10/08/09 – Parado na Câmara dos Deputados desde 2007, um projeto de lei que abre o caminho para nova renegociação de dívidas rurais, e abrange contratos cujo total é estimado em R$ 36 bilhões, está prestes a ser votado na Comissão de Constituição e Justiça e de Cidadania (CCJ) e, dali, seguir para a apreciação do plenário.
De autoria do deputado Ronaldo Caiado (DEM-GO), atual líder de seu partido, e apoiado pela bancada ruralista na Câmara, o projeto parecia esquecido. Foi apresentado em 2005, arquivado no início de 2007, desarquivado pouco depois e estava parado na CCJ até há pouco. Agora, parece ter encontrado o ambiente adequado para avançar. Há poucas semanas, o presidente Luiz Inácio Lula da Silva admitiu, em declarações à imprensa, que apoiaria uma iniciativa que permita a renegociação de dívidas agrícolas não abrangidas pelas renegociações anteriores. E a aproximação do período eleitoral estimula os congressistas e o governo a distribuir benefícios com recursos do Tesouro Nacional.
“Precisamos de uma solução definitiva, e esse projeto representa exatamente isso”, declarou seu autor ao jornal Valor, ao justificar a proposta. “Vou apressar a apresentação de meu parecer na CCJ para resolver de uma vez por todas esse problema que tira o sono dos produtores há mais de dez anos”, garantiu, por sua vez, o relator do projeto, deputado Dilceu Sperafico (PP-PR).
Seria bom que, desta vez, a solução fosse definitiva, pois, se aprovada, esta será a sétima renegociação geral de dívidas de produtores rurais desde 1995. Mas, mesmo entre os que apoiam o projeto, há quem duvide disso. Em outubro de 2005, ao apresentar seu relatório na Comissão de Finanças e Tributação, favorável ao projeto, sem alterações, o então deputado Moreira Franco (PMDB-RJ) observou que, “mesmo com a aprovação da medida, estaremos distantes de encontrar soluções definitivas, satisfatórias para as partes envolvidas”, por se tratar de atividade sujeita a muitos riscos.
Muitos produtores rurais enfrentam, de fato, dificuldades inesperadas, sobretudo em razão de problemas climáticos e das oscilações dos preços agrícolas no mercado internacional. Quando fatores negativos se combinam para quebrar sua produção ou suas rendas, ou ambas, e sem dispor de amplo e tranquilizador apoio do seguro rural, esses agricultores podem enfrentar sérios problemas para honrar seus compromissos financeiros e garantir recursos para o plantio da safra seguinte.
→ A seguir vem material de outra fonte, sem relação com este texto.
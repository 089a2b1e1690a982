//! Anatomical eye model.
//!
//! Coordinates follow the eye frame: `p1` is the optical axis pointing out of
//! the eye towards the camera (corneal apex near `p1 = 0`), `p2` is
//! horizontal and `p3` vertical. The record itself comes from outside the
//! crate; this module parses, validates and queries it.

use nalgebra::{Rotation3, Vector3};
use serde::{Deserialize, Serialize};
use std::f64::consts::PI;
use std::fs;
use std::io::Write;

use crate::optics::{OpticsError, SurfaceRecord};
use crate::quadric::{euler_rotation, BoundingBox, Quadric, Ray, Side};

/// Lateral offset used to measure the sagitta near the corneal apex.
const APEX_SAG_HEIGHT: f64 = 0.1;

/// Geometry of one anatomical surface.
#[derive(Debug, Clone, PartialEq, Serialize, Deserialize)]
#[serde(tag = "kind", rename_all = "snake_case")]
pub enum SurfaceShape {
    /// Raw coefficients `[A B C D E F G H I K]`.
    Quadric { coefficients: [f64; 10] },
    /// Ellipsoid with semi-axes along `p1, p2, p3`, optionally rotated (degrees
    /// about `p1, p2, p3`) about its own centre.
    Ellipsoid {
        radii: [f64; 3],
        center: [f64; 3],
        #[serde(default)]
        rotation_deg: [f64; 3],
    },
}

impl SurfaceShape {
    pub fn quadric(&self) -> Quadric {
        match self {
            SurfaceShape::Quadric { coefficients } => Quadric::new(*coefficients),
            SurfaceShape::Ellipsoid {
                radii,
                center,
                rotation_deg,
            } => Quadric::unit_sphere()
                .scale(&Vector3::from(*radii))
                .rotate(&Vector3::from(*rotation_deg))
                .translate(&Vector3::from(*center)),
        }
    }
}

/// One refracting surface of the eye.
#[derive(Debug, Clone, PartialEq, Serialize, Deserialize)]
pub struct EyeSurface {
    pub label: String,
    pub shape: SurfaceShape,
    /// Root preference for rays travelling from the retina towards the camera.
    pub side: Side,
    pub bounding_box: BoundingBox,
    #[serde(default = "default_mandatory")]
    pub mandatory: bool,
    /// Index of the medium anterior to the surface. Left empty on the
    /// outermost corneal surface, whose outer medium depends on the scene.
    #[serde(default)]
    pub refractive_index: Option<f64>,
}

fn default_mandatory() -> bool {
    true
}

impl EyeSurface {
    pub fn quadric(&self) -> Quadric {
        self.shape.quadric()
    }

    /// Builds the surface record, taking `index` as the medium after the
    /// surface when given and the stored index otherwise.
    pub fn to_record(&self, index: Option<f64>) -> Result<SurfaceRecord, OpticsError> {
        let refractive_index = index.or(self.refractive_index).ok_or_else(|| {
            OpticsError::InvalidParams(format!("surface '{}' has no refractive index", self.label))
        })?;
        let record = SurfaceRecord::refracting(
            self.label.clone(),
            self.quadric(),
            self.side,
            self.bounding_box,
            self.mandatory,
            refractive_index,
        );
        record.validate()?;
        Ok(record)
    }

    fn validate(&self, needs_index: bool) -> Result<(), OpticsError> {
        match &self.shape {
            SurfaceShape::Quadric { coefficients } => {
                if coefficients.iter().any(|c| !c.is_finite()) {
                    return Err(OpticsError::InvalidParams(format!(
                        "surface '{}' has non-finite coefficients",
                        self.label
                    )));
                }
            }
            SurfaceShape::Ellipsoid {
                radii,
                center,
                rotation_deg,
            } => {
                if radii.iter().any(|r| !r.is_finite() || *r <= 0.0) {
                    return Err(OpticsError::InvalidParams(format!(
                        "surface '{}' must have positive radii, got {radii:?}",
                        self.label
                    )));
                }
                if center.iter().chain(rotation_deg.iter()).any(|v| !v.is_finite()) {
                    return Err(OpticsError::InvalidParams(format!(
                        "surface '{}' has a non-finite centre or rotation",
                        self.label
                    )));
                }
            }
        }
        if !self.bounding_box.is_valid() {
            return Err(OpticsError::InvalidParams(format!(
                "surface '{}' has min > max in its bounding box",
                self.label
            )));
        }
        match self.refractive_index {
            Some(n) if !n.is_finite() || n < 1.0 => Err(OpticsError::InvalidParams(format!(
                "surface '{}' has refractive index {n} < 1",
                self.label
            ))),
            None if needs_index => Err(OpticsError::InvalidParams(format!(
                "surface '{}' has no refractive index",
                self.label
            ))),
            _ => Ok(()),
        }
    }
}

/// Radius-dependent eccentricity of the aperture stop.
///
/// Positive values give an ellipse elongated along `theta_deg`; negative
/// values elongate it perpendicular to that, i.e. vertically by default.
#[derive(Debug, Clone, Copy, PartialEq, Serialize, Deserialize)]
#[serde(tag = "kind", rename_all = "snake_case")]
pub enum StopEccentricity {
    Zero,
    Constant {
        value: f64,
    },
    /// `min + (max − min) / (1 + exp(−slope · (r − midpoint)))`.
    Sigmoid {
        min: f64,
        max: f64,
        midpoint: f64,
        slope: f64,
    },
}

impl StopEccentricity {
    pub fn at(&self, radius: f64) -> f64 {
        match *self {
            StopEccentricity::Zero => 0.0,
            StopEccentricity::Constant { value } => value,
            StopEccentricity::Sigmoid {
                min,
                max,
                midpoint,
                slope,
            } => min + (max - min) / (1.0 + (-slope * (radius - midpoint)).exp()),
        }
    }

    fn is_valid(&self) -> bool {
        match *self {
            StopEccentricity::Zero => true,
            StopEccentricity::Constant { value } => value.is_finite() && value.abs() < 1.0,
            StopEccentricity::Sigmoid {
                min,
                max,
                midpoint,
                slope,
            } => {
                [min, max, midpoint, slope].iter().all(|v| v.is_finite())
                    && min.abs() < 1.0
                    && max.abs() < 1.0
            }
        }
    }
}

/// The aperture stop (the physical pupil), a planar ellipse normal to `p1`.
#[derive(Debug, Clone, Copy, PartialEq, Serialize, Deserialize)]
pub struct Stop {
    /// Position of the stop plane along `p1`.
    pub center_depth: f64,
    pub eccentricity: StopEccentricity,
    /// Tilt of the major axis in the `p2, p3` plane, degrees from `p2`.
    #[serde(default)]
    pub theta_deg: f64,
}

impl Stop {
    /// Semi-major axis, semi-minor axis and major-axis tilt (radians) of the
    /// stop ellipse with area `π radius²`.
    pub fn ellipse_axes(&self, radius: f64) -> (f64, f64, f64) {
        let e = self.eccentricity.at(radius);
        let ratio = (1.0 - e * e).max(0.0).sqrt().sqrt();
        let tilt = if e < 0.0 {
            self.theta_deg.to_radians() + PI / 2.0
        } else {
            self.theta_deg.to_radians()
        };
        (radius / ratio, radius * ratio, tilt)
    }

    /// `n` points evenly spaced in parametric angle around the stop edge.
    pub fn perimeter(&self, radius: f64, n: usize) -> Vec<Vector3<f64>> {
        let (major, minor, tilt) = self.ellipse_axes(radius);
        let (sin, cos) = tilt.sin_cos();
        (0..n)
            .map(|i| {
                let t = 2.0 * PI * i as f64 / n as f64;
                let u = major * t.cos();
                let v = minor * t.sin();
                Vector3::new(self.center_depth, cos * u - sin * v, sin * u + cos * v)
            })
            .collect()
    }
}

/// Eye rotation and stop size.
#[derive(Debug, Clone, Copy, PartialEq, Serialize, Deserialize)]
pub struct EyePose {
    /// Degrees, positive towards `+p2`.
    pub azimuth: f64,
    /// Degrees, positive towards `+p3`.
    pub elevation: f64,
    /// Degrees about the optical axis.
    pub torsion: f64,
    /// Radius in mm of the circle with the same area as the stop.
    pub stop_radius: f64,
}

impl EyePose {
    pub fn new(azimuth: f64, elevation: f64, torsion: f64, stop_radius: f64) -> Self {
        EyePose {
            azimuth,
            elevation,
            torsion,
            stop_radius,
        }
    }

    pub fn to_array(&self) -> [f64; 4] {
        [self.azimuth, self.elevation, self.torsion, self.stop_radius]
    }

    pub fn from_array(values: [f64; 4]) -> Self {
        EyePose::new(values[0], values[1], values[2], values[3])
    }

    pub fn is_finite(&self) -> bool {
        self.to_array().iter().all(|v| v.is_finite())
    }

    /// `Rz(azimuth) · Ry(−elevation) · Rx(torsion)`.
    pub fn rotation(&self) -> Rotation3<f64> {
        euler_rotation(&Vector3::new(self.torsion, -self.elevation, self.azimuth))
    }
}

/// Indices of the media that are not bounded by a single eye surface.
#[derive(Debug, Clone, Copy, PartialEq, Serialize, Deserialize)]
pub struct MediaIndices {
    pub vitreous: f64,
    pub aqueous: f64,
    pub tear_film: f64,
}

/// Surfaces, stop and media of one eye.
#[derive(Debug, Clone, PartialEq, Serialize, Deserialize)]
pub struct EyeModel {
    pub label: String,
    pub retina: EyeSurface,
    /// Crystalline lens surfaces from back to front, nucleus shells included.
    pub lens: Vec<EyeSurface>,
    /// Corneal surfaces from back to front.
    pub cornea: Vec<EyeSurface>,
    pub stop: Stop,
    pub rotation_center: [f64; 3],
    pub indices: MediaIndices,
}

impl EyeModel {
    pub fn load_from_yaml(path: &str) -> Result<Self, OpticsError> {
        let contents = fs::read_to_string(path)?;
        let model: EyeModel = serde_yaml::from_str(&contents)?;
        model.validate()?;
        Ok(model)
    }

    pub fn save_to_yaml(&self, path: &str) -> Result<(), OpticsError> {
        let yaml = serde_yaml::to_string(self)?;
        let mut file = fs::File::create(path)?;
        file.write_all(yaml.as_bytes())?;
        Ok(())
    }

    pub fn validate(&self) -> Result<(), OpticsError> {
        if self.cornea.is_empty() {
            return Err(OpticsError::InvalidParams(
                "eye model needs at least one corneal surface".to_string(),
            ));
        }
        self.retina.validate(false)?;
        for surface in &self.lens {
            surface.validate(true)?;
        }
        let last = self.cornea.len() - 1;
        for (i, surface) in self.cornea.iter().enumerate() {
            surface.validate(i != last)?;
        }

        let MediaIndices {
            vitreous,
            aqueous,
            tear_film,
        } = self.indices;
        for (name, n) in [("vitreous", vitreous), ("aqueous", aqueous), ("tear film", tear_film)] {
            if !n.is_finite() || n < 1.0 {
                return Err(OpticsError::InvalidParams(format!(
                    "{name} index must be at least 1, got {n}"
                )));
            }
        }
        if !self.stop.center_depth.is_finite()
            || !self.stop.theta_deg.is_finite()
            || !self.stop.eccentricity.is_valid()
        {
            return Err(OpticsError::InvalidParams(
                "stop parameters must be finite with |eccentricity| < 1".to_string(),
            ));
        }
        if self.rotation_center.iter().any(|v| !v.is_finite()) {
            return Err(OpticsError::InvalidParams(
                "rotation centre must be finite".to_string(),
            ));
        }
        Ok(())
    }

    pub fn rotation_center(&self) -> Vector3<f64> {
        Vector3::from(self.rotation_center)
    }

    /// The corneal surface facing the outside world.
    pub fn outer_cornea(&self) -> Option<&EyeSurface> {
        self.cornea.last()
    }

    /// Where the optical axis leaves the outer cornea.
    pub fn corneal_apex(&self) -> Option<Vector3<f64>> {
        self.outer_cornea_hit(0.0)
    }

    /// Apical radius of curvature of the outer cornea, from the sagitta a
    /// short distance off axis.
    pub fn corneal_apex_radius(&self) -> Option<f64> {
        let apex = self.corneal_apex()?;
        let off_axis = self.outer_cornea_hit(APEX_SAG_HEIGHT)?;
        let sag = apex.x - off_axis.x;
        if sag <= 0.0 {
            return None;
        }
        Some((APEX_SAG_HEIGHT * APEX_SAG_HEIGHT + sag * sag) / (2.0 * sag))
    }

    /// Hit of a ray travelling down `−p1` at height `p2` on the outer cornea.
    fn outer_cornea_hit(&self, p2: f64) -> Option<Vector3<f64>> {
        let surface = self.outer_cornea()?;
        let ray = Ray::new(Vector3::new(1000.0, p2, 0.0), Vector3::new(-1.0, 0.0, 0.0));
        // The stored side is for rays leaving the eye; this ray is entering.
        let side = surface.side.flipped();
        surface
            .quadric()
            .intersect_ray(&ray, side, &surface.bounding_box)
            .map(|(point, _)| point)
    }

    /// Retina to camera order surfaces posterior to the stop, as records.
    pub(crate) fn posterior_records(&self) -> Result<Vec<SurfaceRecord>, OpticsError> {
        let mut records = vec![self.retina.to_record(Some(
            self.retina.refractive_index.unwrap_or(self.indices.vitreous),
        ))?];
        for surface in &self.lens {
            records.push(surface.to_record(None)?);
        }
        Ok(records)
    }

    /// Corneal records with the outer surface leading into `outer_index`.
    pub(crate) fn corneal_records(&self, outer_index: f64) -> Result<Vec<SurfaceRecord>, OpticsError> {
        let last = self.cornea.len().saturating_sub(1);
        self.cornea
            .iter()
            .enumerate()
            .map(|(i, surface)| surface.to_record((i == last).then_some(outer_index)))
            .collect()
    }
}

/// Sphere of radius `|radius|` whose vertex sits at `p1 = apex` on the
/// optical axis, convex towards `+p1` for positive `radius`.
///
/// Returns the quadric and the side that picks the vertex cap for rays
/// travelling towards `+p1`.
pub(crate) fn vertex_sphere(apex: f64, radius: f64) -> (Quadric, Side) {
    let r = radius.abs();
    let center = Vector3::new(apex - radius, 0.0, 0.0);
    let side = if radius > 0.0 {
        Side::Positive
    } else {
        Side::Negative
    };
    (Quadric::ellipsoid(&Vector3::new(r, r, r), &center), side)
}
Nesse momento, precisam de ajuda temporária.
Mas, entre os beneficiários das renegociações, há também os que sistematicamente atrasam os pagamentos das prestações das dívidas contratadas, ou simplesmente não as pagam. Não pagam nem mesmo as prestações das dívidas renegociadas, como afirmou o deputado Cláudio Vignatti (PT-SC). No voto em separado que apresentou na Comissão de Finanças e Tributação, contrário ao relatório de Moreira Franco, Vignatti incluiu dados do Tesouro Nacional, segundo os quais, dos agricultores responsáveis pelas operações abrangidas pela primeira renegociação, de 1995, 32% nunca pagaram nenhuma parcela. Em 2005, do valor das dívidas renegociadas que não estava sendo pago, 76% correspondiam a contratos acima de R$ 200 mil, ou o correspondente a apenas 1,5% dos contratos.
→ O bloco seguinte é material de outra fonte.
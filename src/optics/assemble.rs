//! Builds sequential optical systems from an eye model.

use log::info;
use serde::{Deserialize, Serialize};

use super::lens::{contact_lens, spectacle_lens, LensDescriptor};
use super::{Interaction, OpticalSystem, OpticsError, SurfaceRecord};
use crate::eye::EyeModel;

/// Medium surrounding the eye.
#[derive(Debug, Clone, Copy, PartialEq, Serialize, Deserialize, Default)]
#[serde(rename_all = "snake_case")]
pub enum Medium {
    #[default]
    Air,
    Water,
    Custom(f64),
}

impl Medium {
    pub fn refractive_index(&self) -> f64 {
        match *self {
            Medium::Air => 1.0,
            Medium::Water => 1.333,
            Medium::Custom(n) => n,
        }
    }
}

/// Which stretch of the eye a system covers, and in which direction.
#[derive(Debug, Clone, Copy, PartialEq, Eq, Hash, Serialize, Deserialize)]
#[serde(rename_all = "snake_case")]
pub enum OpticalPath {
    /// Retina through the crystalline lens to the aqueous humour.
    RetinaToStop,
    /// Aqueous humour through the cornea and any corrective lenses.
    StopToCamera,
    RetinaToCamera,
    /// [`OpticalPath::RetinaToCamera`] reversed.
    CameraToRetina,
    /// From the camera, off the outermost ocular surface and back.
    Glint,
}

/// Assembles the system for `path`.
///
/// Surfaces follow physiological order from the retina outwards, each tagged
/// with the medium it leads into: vitreous, lens cortex and nucleus shells,
/// aqueous, cornea, then tear film (when a contact lens is worn) and the
/// surrounding medium. Corrective lenses add a back and a front surface each.
/// Every surface is placed for primary gaze; a rotated eye keeps its
/// spectacles where [`spectacle_system`] puts them.
///
/// # Errors
///
/// [`OpticsError::InvalidLensDescriptor`] for malformed lens descriptors and
/// [`OpticsError::InvalidParams`] for an invalid eye model or medium.
pub fn assemble(
    eye: &EyeModel,
    path: OpticalPath,
    medium: Medium,
    contact: Option<&LensDescriptor>,
    spectacle: Option<&LensDescriptor>,
) -> Result<OpticalSystem, OpticsError> {
    eye.validate()?;
    let medium_index = checked_index(medium)?;

    let system = match path {
        OpticalPath::RetinaToStop => OpticalSystem::new(eye.indices.vitreous, eye.posterior_records()?)?,
        OpticalPath::StopToCamera => OpticalSystem::new(
            eye.indices.aqueous,
            anterior_records(eye, medium_index, contact, spectacle)?,
        )?,
        OpticalPath::RetinaToCamera => retina_to_camera(eye, medium_index, contact, spectacle)?,
        OpticalPath::CameraToRetina => retina_to_camera(eye, medium_index, contact, spectacle)?.reversed(),
        OpticalPath::Glint => glint(eye, medium_index, contact, spectacle)?,
    };

    info!(
        "Assembled {:?} system for '{}' with {} surfaces",
        path,
        eye.label,
        system.len()
    );
    Ok(system)
}

/// The spectacle lens alone, in front of the outermost ocular surface at
/// primary gaze, for light leaving the eye. Scene-fixed: it does not turn
/// with the eye.
///
/// # Errors
///
/// As for [`assemble`].
pub fn spectacle_system(
    eye: &EyeModel,
    medium: Medium,
    contact: Option<&LensDescriptor>,
    spectacle: &LensDescriptor,
) -> Result<OpticalSystem, OpticsError> {
    eye.validate()?;
    let medium_index = checked_index(medium)?;
    let (_, ocular) = ocular_records(eye, medium_index, contact)?;
    let apex = outermost_apex(std::slice::from_ref(&ocular));
    let system = OpticalSystem::new(medium_index, spectacle_lens(apex, spectacle, medium_index)?.to_vec())?;
    info!(
        "Assembled {:+.2} D spectacle system for '{}' in front of p1 = {apex:.3} mm",
        spectacle.diopters, eye.label
    );
    Ok(system)
}

fn checked_index(medium: Medium) -> Result<f64, OpticsError> {
    let index = medium.refractive_index();
    if !index.is_finite() || index < 1.0 {
        return Err(OpticsError::InvalidParams(format!(
            "medium index must be at least 1, got {index}"
        )));
    }
    Ok(index)
}

fn retina_to_camera(
    eye: &EyeModel,
    medium_index: f64,
    contact: Option<&LensDescriptor>,
    spectacle: Option<&LensDescriptor>,
) -> Result<OpticalSystem, OpticsError> {
    let mut surfaces = eye.posterior_records()?;
    surfaces.extend(anterior_records(eye, medium_index, contact, spectacle)?);
    OpticalSystem::new(eye.indices.vitreous, surfaces)
}

/// Cornea, then contact lens, then spectacle lens.
fn anterior_records(
    eye: &EyeModel,
    medium_index: f64,
    contact: Option<&LensDescriptor>,
    spectacle: Option<&LensDescriptor>,
) -> Result<Vec<SurfaceRecord>, OpticsError> {
    let (mut surfaces, ocular) = ocular_records(eye, medium_index, contact)?;
    surfaces.push(ocular);
    if let Some(descriptor) = spectacle {
        let apex = outermost_apex(&surfaces);
        surfaces.extend(spectacle_lens(apex, descriptor, medium_index)?);
    }
    Ok(surfaces)
}

/// Corneal and contact lens records, split into everything behind the
/// outermost ocular surface and that surface itself.
fn ocular_records(
    eye: &EyeModel,
    medium_index: f64,
    contact: Option<&LensDescriptor>,
) -> Result<(Vec<SurfaceRecord>, SurfaceRecord), OpticsError> {
    let mut surfaces = match contact {
        Some(descriptor) => {
            let mut records = eye.corneal_records(eye.indices.tear_film)?;
            records.extend(contact_lens(eye, descriptor, medium_index)?);
            records
        }
        None => eye.corneal_records(medium_index)?,
    };
    let outermost = surfaces
        .pop()
        .ok_or_else(|| OpticsError::InvalidParams("eye model has no cornea".to_string()))?;
    Ok((surfaces, outermost))
}

/// Vertex position along `p1` of the last surface in `surfaces`.
fn outermost_apex(surfaces: &[SurfaceRecord]) -> f64 {
    use crate::quadric::Ray;
    use nalgebra::Vector3;

    surfaces
        .last()
        .and_then(|surface| {
            let ray = Ray::new(Vector3::new(1000.0, 0.0, 0.0), Vector3::new(-1.0, 0.0, 0.0));
            surface
                .quadric
                .intersect_ray(&ray, surface.side.flipped(), &surface.bounding_box)
        })
        .map_or(0.0, |(point, _)| point.x)
}

/// Camera → spectacle → reflection at the outermost ocular surface →
/// spectacle → camera.
fn glint(
    eye: &EyeModel,
    medium_index: f64,
    contact: Option<&LensDescriptor>,
    spectacle: Option<&LensDescriptor>,
) -> Result<OpticalSystem, OpticsError> {
    let (_, ocular) = ocular_records(eye, medium_index, contact)?;

    let outer = match spectacle {
        Some(descriptor) => {
            let apex = outermost_apex(std::slice::from_ref(&ocular));
            spectacle_lens(apex, descriptor, medium_index)?.to_vec()
        }
        None => Vec::new(),
    };
    let outer = OpticalSystem::new(medium_index, outer)?;

    let mirror = SurfaceRecord {
        label: format!("{} (reflection)", ocular.label),
        side: ocular.side.flipped(),
        refractive_index: medium_index,
        interaction: Interaction::Reflect,
        ..ocular
    };
    let mirror = OpticalSystem::new(medium_index, vec![mirror])?;

    Ok(outer.reversed().concatenated(&mirror).concatenated(&outer))
}

#[cfg(test)]
mod tests {
    use super::*;
    use crate::optics::trace::trace;
    use crate::quadric::Ray;
    use approx::assert_relative_eq;
    use nalgebra::Vector3;

    fn sample_eye() -> EyeModel {
        EyeModel::load_from_yaml("samples/emmetropic_eye.yaml").unwrap()
    }

    #[test]
    fn test_surface_order_and_indices() {
        let eye = sample_eye();
        let system = assemble(&eye, OpticalPath::RetinaToCamera, Medium::Air, None, None).unwrap();
        assert_eq!(system.len(), 1 + eye.lens.len() + eye.cornea.len());
        assert_eq!(system.initial_index(), eye.indices.vitreous);
        assert_eq!(system.surfaces()[0].label, eye.retina.label);
        assert_eq!(system.final_index(), 1.0);

        let stop = assemble(&eye, OpticalPath::StopToCamera, Medium::Water, None, None).unwrap();
        assert_eq!(stop.len(), eye.cornea.len());
        assert_eq!(stop.initial_index(), eye.indices.aqueous);
        assert_eq!(stop.final_index(), 1.333);

        let posterior = assemble(&eye, OpticalPath::RetinaToStop, Medium::Air, None, None).unwrap();
        assert_eq!(posterior.final_index(), eye.indices.aqueous);
    }

    #[test]
    fn test_camera_to_retina_is_reversed() {
        let eye = sample_eye();
        let forward = assemble(&eye, OpticalPath::RetinaToCamera, Medium::Air, None, None).unwrap();
        let backward = assemble(&eye, OpticalPath::CameraToRetina, Medium::Air, None, None).unwrap();
        assert_eq!(backward, forward.reversed());
    }

    #[test]
    fn test_corrective_lenses_add_surfaces() {
        let eye = sample_eye();
        let contact = LensDescriptor::new(-2.0);
        let spectacle = LensDescriptor::new(-3.0);
        let system = assemble(
            &eye,
            OpticalPath::StopToCamera,
            Medium::Air,
            Some(&contact),
            Some(&spectacle),
        )
        .unwrap();
        assert_eq!(system.len(), eye.cornea.len() + 4);
        let outer_cornea = &system.surfaces()[eye.cornea.len() - 1];
        assert_eq!(outer_cornea.refractive_index, eye.indices.tear_film);
        assert_eq!(system.final_index(), 1.0);

        // An axial ray passes straight through everything.
        let ray = Ray::new(Vector3::new(-3.5, 0.0, 0.0), Vector3::new(1.0, 0.0, 0.0));
        let (output, path) = trace(&ray, &system).unwrap();
        assert_eq!(path.len(), system.len() + 1);
        assert_relative_eq!(output.direction, Vector3::new(1.0, 0.0, 0.0), epsilon = 1e-12);
    }

    #[test]
    fn test_malformed_descriptor_rejected() {
        let eye = sample_eye();
        let bad = LensDescriptor {
            refractive_index: Some(0.5),
            ..LensDescriptor::new(1.0)
        };
        let result = assemble(&eye, OpticalPath::StopToCamera, Medium::Air, Some(&bad), None);
        assert!(matches!(result, Err(OpticsError::InvalidLensDescriptor(_))));
    }

    #[test]
    fn test_glint_reflects_back_to_camera() {
        let eye = sample_eye();
        let system = assemble(&eye, OpticalPath::Glint, Medium::Air, None, None).unwrap();
        assert_eq!(system.len(), 1);
        assert_eq!(system.surfaces()[0].interaction, Interaction::Reflect);

        let ray = Ray::new(Vector3::new(100.0, 0.0, 0.0), Vector3::new(-1.0, 0.0, 0.0));
        let (output, _) = trace(&ray, &system).unwrap();
        assert_relative_eq!(output.origin, Vector3::zeros(), epsilon = 1e-9);
        assert_relative_eq!(output.direction, Vector3::new(1.0, 0.0, 0.0), epsilon = 1e-12);

        let spectacle = LensDescriptor::new(2.0);
        let with_glasses =
            assemble(&eye, OpticalPath::Glint, Medium::Air, None, Some(&spectacle)).unwrap();
        assert_eq!(with_glasses.len(), 5);
        let (output, _) = trace(&ray, &with_glasses).unwrap();
        assert_relative_eq!(output.direction, Vector3::new(1.0, 0.0, 0.0), epsilon = 1e-12);
    }

    #[test]
    fn test_spectacle_system_matches_assembled_surfaces() {
        let eye = sample_eye();
        let spectacle = LensDescriptor::new(-3.0);
        let full = assemble(&eye, OpticalPath::StopToCamera, Medium::Air, None, Some(&spectacle)).unwrap();
        let lens = spectacle_system(&eye, Medium::Air, None, &spectacle).unwrap();
        assert_eq!(lens.len(), 2);
        assert_eq!(lens.initial_index(), 1.0);
        assert_eq!(lens.surfaces(), &full.surfaces()[eye.cornea.len()..]);
        assert!(spectacle_system(&eye, Medium::Custom(0.5), None, &spectacle).is_err());
    }

    #[test]
    fn test_rejects_sub_unity_medium() {
        let eye = sample_eye();
        let result = assemble(&eye, OpticalPath::StopToCamera, Medium::Custom(0.5), None, None);
        assert!(result.is_err());
    }
}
A mais recente renegociação, de junho do ano passado, ampliou o prazo de pagamento para 2025, ofereceu descontos para liquidação à vista, eliminou multas, trocou indexadores e abrangeu contratos que somam R$ 75 bilhões. Nova repactuação – que poderá beneficiar os inadimplentes contumazes -, ao limitar a disponibilidade de crédito para a atividade agropecuária, “vai prejudicar de forma irrestrita todos os produtores rurais”, os que continuam honrando seus compromissos, e que são a maioria, e os que “merecem a repactuação e alongamentos das suas dívidas agrícolas”, argumentou então o deputado catarinense.
Esses argumentos continuam válidos. Mas correm o risco de serem atropelados pela combinação dos interesses legítimos de agricultores que enfrentam compreensíveis problemas financeiros com os interesses espúrios de devedores contumazes e de políticos de olho apenas nas urnas.